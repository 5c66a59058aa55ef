use super::defaults;
use crate::model::Gender;
use serde::{Deserialize, Serialize};

/// High-level app configuration; deserializable from TOML.
#[derive(Debug, Clone, Default, Deserialize, Serialize)]
pub struct AppConfig {
    #[serde(default)]
    pub logging: LoggingConfig,
    #[serde(default)]
    pub scaling: ScalingConfig,
    #[serde(default)]
    pub segmentation: SegmentationConfig,
    #[serde(default)]
    pub extraction: ExtractionConfig,
    #[serde(default)]
    pub classification: ClassificationConfig,
    #[serde(default)]
    pub reading_order: ReadingOrderConfig,
    #[serde(default)]
    pub playback: PlaybackConfig,
    #[serde(default)]
    pub tts: TtsConfig,
    #[serde(default)]
    pub services: ServicesConfig,
    #[serde(default)]
    pub cache: CacheConfig,
}

#[derive(Debug, Clone, Deserialize, Serialize)]
#[serde(default)]
pub struct LoggingConfig {
    pub log_level: LogLevel,
}

impl Default for LoggingConfig {
    fn default() -> Self {
        Self {
            log_level: defaults::default_log_level(),
        }
    }
}

/// Memory and legibility limits applied before OCR.
#[derive(Debug, Clone, Deserialize, Serialize)]
#[serde(default)]
pub struct ScalingConfig {
    /// Narrower images are scaled up to this width.
    pub min_ocr_width: u32,
    /// Total pixel budget of a scaled page.
    pub max_pixels: u64,
    pub max_width: u32,
    pub max_height: u32,
    /// Allocation ceiling handed to the decoder.
    pub max_decode_bytes: u64,
}

impl Default for ScalingConfig {
    fn default() -> Self {
        Self {
            min_ocr_width: defaults::default_min_ocr_width(),
            max_pixels: defaults::default_max_pixels(),
            max_width: defaults::default_max_width(),
            max_height: defaults::default_max_height(),
            max_decode_bytes: defaults::default_max_decode_bytes(),
        }
    }
}

#[derive(Debug, Clone, Copy, Deserialize, Serialize, PartialEq, Eq)]
#[serde(rename_all = "kebab-case")]
pub enum SegmentationPolicy {
    /// Always analyse the page as one chunk.
    Whole,
    /// Fixed-height windows with an overlap margin.
    FixedHeight,
    /// Split on horizontal whitespace gutters between panels.
    PanelBoundaries,
    /// On-demand viewport windows during continuous playback.
    Viewport,
}

impl std::fmt::Display for SegmentationPolicy {
    fn fmt(&self, f: &mut std::fmt::Formatter<'_>) -> std::fmt::Result {
        let label = match self {
            SegmentationPolicy::Whole => "whole",
            SegmentationPolicy::FixedHeight => "fixed-height",
            SegmentationPolicy::PanelBoundaries => "panel-boundaries",
            SegmentationPolicy::Viewport => "viewport",
        };
        write!(f, "{}", label)
    }
}

#[derive(Debug, Clone, Deserialize, Serialize)]
#[serde(default)]
pub struct SegmentationConfig {
    pub policy: SegmentationPolicy,
    /// Height/width ratio at or above which a page is split.
    pub tall_aspect_threshold: f32,
    pub chunk_height: u32,
    pub chunk_overlap: u32,
    /// Luma at or above which a sampled pixel counts as whitespace.
    pub whitespace_brightness: u8,
    pub scan_stride: u32,
    pub min_gap_height: u32,
    pub min_panel_height: u32,
}

impl Default for SegmentationConfig {
    fn default() -> Self {
        Self {
            policy: defaults::default_segmentation_policy(),
            tall_aspect_threshold: defaults::default_tall_aspect_threshold(),
            chunk_height: defaults::default_chunk_height(),
            chunk_overlap: defaults::default_chunk_overlap(),
            whitespace_brightness: defaults::default_whitespace_brightness(),
            scan_stride: defaults::default_scan_stride(),
            min_gap_height: defaults::default_min_gap_height(),
            min_panel_height: defaults::default_min_panel_height(),
        }
    }
}

#[derive(Debug, Clone, Deserialize, Serialize)]
#[serde(default)]
pub struct ExtractionConfig {
    pub min_chars: usize,
    /// Height/width ratio above which the image is treated as a webtoon.
    pub webtoon_aspect: f32,
    pub webtoon_min_area_ratio: f32,
    pub page_min_area_ratio: f32,
    pub page_aspect_min: f32,
    pub page_aspect_max: f32,
    pub webtoon_aspect_min: f32,
    pub webtoon_aspect_max: f32,
}

impl Default for ExtractionConfig {
    fn default() -> Self {
        let (page_aspect_min, page_aspect_max) = defaults::default_page_aspect_band();
        let (webtoon_aspect_min, webtoon_aspect_max) = defaults::default_webtoon_aspect_band();
        Self {
            min_chars: defaults::default_min_chars(),
            webtoon_aspect: defaults::default_webtoon_aspect(),
            webtoon_min_area_ratio: defaults::default_webtoon_min_area_ratio(),
            page_min_area_ratio: defaults::default_page_min_area_ratio(),
            page_aspect_min,
            page_aspect_max,
            webtoon_aspect_min,
            webtoon_aspect_max,
        }
    }
}

#[derive(Debug, Clone, Deserialize, Serialize)]
#[serde(default)]
pub struct ClassificationConfig {
    pub male_aspect_above: f32,
    pub female_aspect_below: f32,
    pub smile_threshold: f32,
    /// Forces every bubble to one voice gender when set.
    #[serde(skip_serializing_if = "Option::is_none")]
    pub gender_override: Option<Gender>,
}

impl Default for ClassificationConfig {
    fn default() -> Self {
        Self {
            male_aspect_above: defaults::default_male_aspect_above(),
            female_aspect_below: defaults::default_female_aspect_below(),
            smile_threshold: defaults::default_smile_threshold(),
            gender_override: None,
        }
    }
}

#[derive(Debug, Clone, Copy, Deserialize, Serialize, PartialEq, Eq)]
#[serde(rename_all = "kebab-case")]
pub enum ReadingOrderMode {
    TopToBottom,
    RightToLeft,
}

#[derive(Debug, Clone, Deserialize, Serialize)]
#[serde(default)]
pub struct ReadingOrderConfig {
    pub mode: ReadingOrderMode,
    /// Band height used to group bubbles into rows for right-to-left order.
    pub row_height: u32,
}

impl Default for ReadingOrderConfig {
    fn default() -> Self {
        Self {
            mode: defaults::default_reading_order_mode(),
            row_height: defaults::default_row_height(),
        }
    }
}

#[derive(Debug, Clone, Copy, Deserialize, Serialize, PartialEq, Eq)]
#[serde(rename_all = "kebab-case")]
pub enum PlaybackMode {
    /// Step through bubbles precomputed for each page.
    Paged,
    /// OCR each viewport of one tall image on demand.
    Continuous,
}

impl std::fmt::Display for PlaybackMode {
    fn fmt(&self, f: &mut std::fmt::Formatter<'_>) -> std::fmt::Result {
        let label = match self {
            PlaybackMode::Paged => "paged",
            PlaybackMode::Continuous => "continuous",
        };
        write!(f, "{}", label)
    }
}

/// What a lifecycle `resume()` does after a lifecycle `pause()`.
#[derive(Debug, Clone, Copy, Deserialize, Serialize, PartialEq, Eq)]
#[serde(rename_all = "kebab-case")]
pub enum ResumeBehavior {
    ResumeIfAutoPaused,
    StayPaused,
}

#[derive(Debug, Clone, Deserialize, Serialize)]
#[serde(default)]
pub struct PlaybackConfig {
    pub mode: PlaybackMode,
    pub viewport_height: u32,
    pub settle_delay_ms: u64,
    pub inter_page_pause_ms: u64,
    pub center_spoken_bubble: bool,
    pub resume_behavior: ResumeBehavior,
    pub preview_chars: usize,
}

impl Default for PlaybackConfig {
    fn default() -> Self {
        Self {
            mode: defaults::default_playback_mode(),
            viewport_height: defaults::default_viewport_height(),
            settle_delay_ms: defaults::default_settle_delay_ms(),
            inter_page_pause_ms: defaults::default_inter_page_pause_ms(),
            center_spoken_bubble: defaults::default_center_spoken_bubble(),
            resume_behavior: defaults::default_resume_behavior(),
            preview_chars: defaults::default_preview_chars(),
        }
    }
}

#[derive(Debug, Clone, Deserialize, Serialize)]
#[serde(default)]
pub struct TtsConfig {
    /// Program invoked once per utterance.
    pub command: String,
    pub base_pitch: f32,
    pub base_rate: f32,
    /// Voice used when no gender pool matches.
    #[serde(skip_serializing_if = "Option::is_none")]
    pub default_voice: Option<String>,
}

impl Default for TtsConfig {
    fn default() -> Self {
        Self {
            command: defaults::default_tts_command(),
            base_pitch: defaults::default_tts_pitch(),
            base_rate: defaults::default_tts_rate(),
            default_voice: None,
        }
    }
}

#[derive(Debug, Clone, Deserialize, Serialize)]
#[serde(default)]
pub struct ServicesConfig {
    /// OCR/face sidecar worker; sessions without one find no bubbles.
    #[serde(skip_serializing_if = "Option::is_none")]
    pub sidecar_command: Option<String>,
    pub sidecar_args: Vec<String>,
    /// Fallback directory for bundled page assets.
    #[serde(skip_serializing_if = "Option::is_none")]
    pub asset_dir: Option<String>,
    pub pdf_converter: String,
    pub pdf_dpi: u32,
}

impl Default for ServicesConfig {
    fn default() -> Self {
        Self {
            sidecar_command: None,
            sidecar_args: Vec::new(),
            asset_dir: None,
            pdf_converter: defaults::default_pdf_converter(),
            pdf_dpi: defaults::default_pdf_dpi(),
        }
    }
}

#[derive(Debug, Clone, Deserialize, Serialize)]
#[serde(default)]
pub struct CacheConfig {
    pub enabled: bool,
    pub dir: String,
}

impl Default for CacheConfig {
    fn default() -> Self {
        Self {
            enabled: defaults::default_cache_enabled(),
            dir: defaults::default_cache_dir(),
        }
    }
}

/// Supported logging verbosity levels.
#[derive(Debug, Clone, Copy, Deserialize, Serialize, PartialEq, Eq)]
#[serde(rename_all = "lowercase")]
pub enum LogLevel {
    Trace,
    Debug,
    Info,
    Warn,
    Error,
}

impl Default for LogLevel {
    fn default() -> Self {
        defaults::default_log_level()
    }
}

impl std::fmt::Display for LogLevel {
    fn fmt(&self, f: &mut std::fmt::Formatter<'_>) -> std::fmt::Result {
        write!(f, "{}", self.as_filter_str())
    }
}

impl LogLevel {
    pub fn as_filter_str(self) -> &'static str {
        match self {
            LogLevel::Trace => "trace",
            LogLevel::Debug => "debug",
            LogLevel::Info => "info",
            LogLevel::Warn => "warn",
            LogLevel::Error => "error",
        }
    }
}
*-*-*
◆ Aim of the exercise ◆
Restate word for word only the lines above from the line containing "gender pool matches." to the line containing "impl Default for ServicesConfig", both of them included.

◆ Answer ◆
    /// Voice used when no gender pool matches.
    #[serde(skip_serializing_if = "Option::is_none")]
    pub default_voice: Option<String>,
}

impl Default for TtsConfig {
    fn default() -> Self {
        Self {
            command: defaults::default_tts_command(),
            base_pitch: defaults::default_tts_pitch(),
            base_rate: defaults::default_tts_rate(),
            default_voice: None,
        }
    }
}

#[derive(Debug, Clone, Deserialize, Serialize)]
#[serde(default)]
pub struct ServicesConfig {
    /// OCR/face sidecar worker; sessions without one find no bubbles.
    #[serde(skip_serializing_if = "Option::is_none")]
    pub sidecar_command: Option<String>,
    pub sidecar_args: Vec<String>,
    /// Fallback directory for bundled page assets.
    #[serde(skip_serializing_if = "Option::is_none")]
    pub asset_dir: Option<String>,
    pub pdf_converter: String,
    pub pdf_dpi: u32,
}

impl Default for ServicesConfig {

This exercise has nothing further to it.